Solve the following inequality. \[ (x+4)(x+9)(5-x)<0 \] Write your answer as an interval or union of intervals. If there is no real solution, click on "No solution".

To solve the inequality \((x+4)(x+9)(5-x) < 0\), we first find the points where the expression equals zero: 1. \(x + 4 = 0 \implies x = -4\) 2. \(x + 9 = 0 \implies x = -9\) 3. \(5 - x = 0 \implies x = 5\) This gives us three critical points: \(-9\), \(-4\), and \(5\).
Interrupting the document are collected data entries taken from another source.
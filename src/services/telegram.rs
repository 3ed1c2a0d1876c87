//! Telegram Bot API delivery

use async_trait::async_trait;
use reqwest::Client;
use serde::{Deserialize, Serialize};
use std::fmt;
use std::time::Duration;

#[derive(Debug, Clone, Copy, PartialEq, Eq, Serialize)]
pub enum ParseMode {
    Markdown,
}

#[derive(Debug, Clone, PartialEq, Eq, Serialize)]
pub struct InlineButton {
    pub text: String,
    pub url: String,
}

/// One channel post: text (or photo caption) plus an optional link button
#[derive(Debug, Clone, PartialEq)]
pub struct OutgoingMessage {
    pub chat_id: String,
    pub text: String,
    pub parse_mode: ParseMode,
    pub photo_url: Option<String>,
    pub button: Option<InlineButton>,
}

impl OutgoingMessage {
    /// Same message without the photo attachment
    pub fn without_photo(&self) -> Self {
        Self {
            photo_url: None,
            ..self.clone()
        }
    }
}

#[derive(Debug, Clone)]
pub struct DeliveryError {
    pub description: String,
}

impl DeliveryError {
    pub fn new(description: impl Into<String>) -> Self {
        Self {
            description: description.into(),
        }
    }
}

impl fmt::Display for DeliveryError {
    fn fmt(&self, f: &mut fmt::Formatter<'_>) -> fmt::Result {
        write!(f, "delivery failed: {}", self.description)
    }
}

impl std::error::Error for DeliveryError {}

impl From<reqwest::Error> for DeliveryError {
    fn from(e: reqwest::Error) -> Self {
        Self::new(e.to_string())
    }
}

/// Outbound channel for offers
#[async_trait]
pub trait OfferNotifier: Send + Sync {
    async fn send(&self, message: &OutgoingMessage) -> Result<(), DeliveryError>;
}

#[derive(Serialize)]
struct InlineKeyboardMarkup<'a> {
    inline_keyboard: Vec<Vec<&'a InlineButton>>,
}

#[derive(Serialize)]
struct SendMessageRequest<'a> {
    chat_id: &'a str,
    text: &'a str,
    parse_mode: ParseMode,
    #[serde(skip_serializing_if = "Option::is_none")]
    reply_markup: Option<InlineKeyboardMarkup<'a>>,
}

#[derive(Serialize)]
struct SendPhotoRequest<'a> {
    chat_id: &'a str,
    photo: &'a str,
    caption: &'a str,
    parse_mode: ParseMode,
    #[serde(skip_serializing_if = "Option::is_none")]
    reply_markup: Option<InlineKeyboardMarkup<'a>>,
}

#[derive(Debug, Deserialize)]
struct TelegramResponse {
    ok: bool,
    description: Option<String>,
}

#[derive(Clone)]
pub struct TelegramNotifier {
    client: Client,
    token: String,
    base_url: String,
}

impl TelegramNotifier {
    pub fn new(token: String) -> Result<Self, Box<dyn std::error::Error + Send + Sync>> {
        Self::with_base_url(token, "https://api.telegram.org".to_string())
    }

    pub fn with_base_url(
        token: String,
        base_url: String,
    ) -> Result<Self, Box<dyn std::error::Error + Send + Sync>> {
        let client = Client::builder()
            .timeout(Duration::from_secs(30))
            .build()?;

        Ok(Self {
            client,
            token,
            base_url,
        })
    }

    async fn call<T: Serialize + ?Sized>(&self, method: &str, body: &T) -> Result<(), DeliveryError> {
        let url = format!("{}/bot{}/{}", self.base_url, self.token, method);

        let response = self.client.post(&url).json(body).send().await?;
        let status = response.status();
        let payload: TelegramResponse = response.json().await.map_err(|e| {
            DeliveryError::new(format!("{} returned {} with unreadable body: {}", method, status, e))
        })?;

        if payload.ok {
            Ok(())
        } else {
            Err(DeliveryError::new(
                payload
                    .description
                    .unwrap_or_else(|| format!("{} returned {}", method, status)),
            ))
        }
    }
}

#[async_trait]
impl OfferNotifier for TelegramNotifier {
    async fn send(&self, message: &OutgoingMessage) -> Result<(), DeliveryError> {
        let reply_markup = message.button.as_ref().map(|button| InlineKeyboardMarkup {
            inline_keyboard: vec![vec![button]],
        });

        match message.photo_url.as_deref() {
            Some(photo) => {
                let body = SendPhotoRequest {
                    chat_id: &message.chat_id,
                    photo,
                    caption: &message.text,
                    parse_mode: message.parse_mode,
                    reply_markup,
                };
                self.call("sendPhoto", &body).await
            }
            None => {
                let body = SendMessageRequest {
                    chat_id: &message.chat_id,
                    text: &message.text,
                    parse_mode: message.parse_mode,
                    reply_markup,
                };
                self.call("sendMessage", &body).await
            }
        }
    }
}
use std::future::Future;
use tokio::time::{sleep, Duration};

/// Keep a long-running task alive. The task is spawned, and if it panics or
/// returns it is started again after `restart_delay`. Never returns.
pub async fn supervise<F, Fut>(name: &'static str, restart_delay: Duration, task: F)
where
    F: Fn() -> Fut + Send + Sync + 'static,
    Fut: Future<Output = ()> + Send + 'static,
{
    loop {
        tracing::info!("Starting task '{}'", name);

        match tokio::spawn(task()).await {
            Ok(()) => tracing::warn!("Task '{}' returned, restarting in {:?}", name, restart_delay),
            Err(e) if e.is_panic() => {
                tracing::error!("Task '{}' panicked, restarting in {:?}", name, restart_delay)
            }
            Err(e) => tracing::error!("Task '{}' failed: {}, restarting in {:?}", name, e, restart_delay),
        }

        sleep(restart_delay).await;
    }
}
use sea_orm_migration::prelude::*;

#[derive(DeriveMigrationName)]
pub struct Migration;

#[async_trait::async_trait]
impl MigrationTrait for Migration {
    async fn up(&self, manager: &SchemaManager) -> Result<(), DbErr> {
        // Delivery polls `WHERE posted = 0 ORDER BY discovered_at`
        manager
            .create_index(
                Index::create()
                    .if_not_exists()
                    .name("idx_offers_posted_discovered_at")
                    .table(Offers::Table)
                    .col(Offers::Posted)
                    .col(Offers::DiscoveredAt)
                    .to_owned(),
            )
            .await
    }

    async fn down(&self, manager: &SchemaManager) -> Result<(), DbErr> {
        manager
            .drop_index(
                Index::drop()
                    .name("idx_offers_posted_discovered_at")
                    .table(Offers::Table)
                    .to_owned(),
            )
            .await
    }
}

#[derive(DeriveIden)]
enum Offers {
    Table,
    Posted,
    DiscoveredAt,
}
We will use these points to test the sign of the expression in the intervals they divide the number line into: 1. **Interval** \((-∞, -9)\): Choose \(x = -10\) \(((-10 + 4)((-10 + 9)(5 - (-10)) = (-6)(-1)(15) > 0\) 2. **Interval** \((-9, -4)\): Choose \(x = -6\) \(((-6 + 4)((-6 + 9)(5 - (-6)) = (-2)(3)(11) < 0\) 3. **Interval** \((-4, 5)\): Choose \(x = 0\) \(((0 + 4)((0 + 9)(5 - 0)) = (4)(9)(5) > 0\) 4. **Interval** \((5, ∞)\): Choose \(x = 6\) \(((6 + 4)((6 + 9)(5 - 6)) = (10)(15)(-1) < 0\) Now, let's compile the intervals where the product is negative: - The product is negative in \((-9, -4)\) and \((5, ∞)\). Thus, the solution to the inequality \((x+4)(x+9)(5-x)<0\) is: \[ (-9, -4) \cup (5, \infty) \]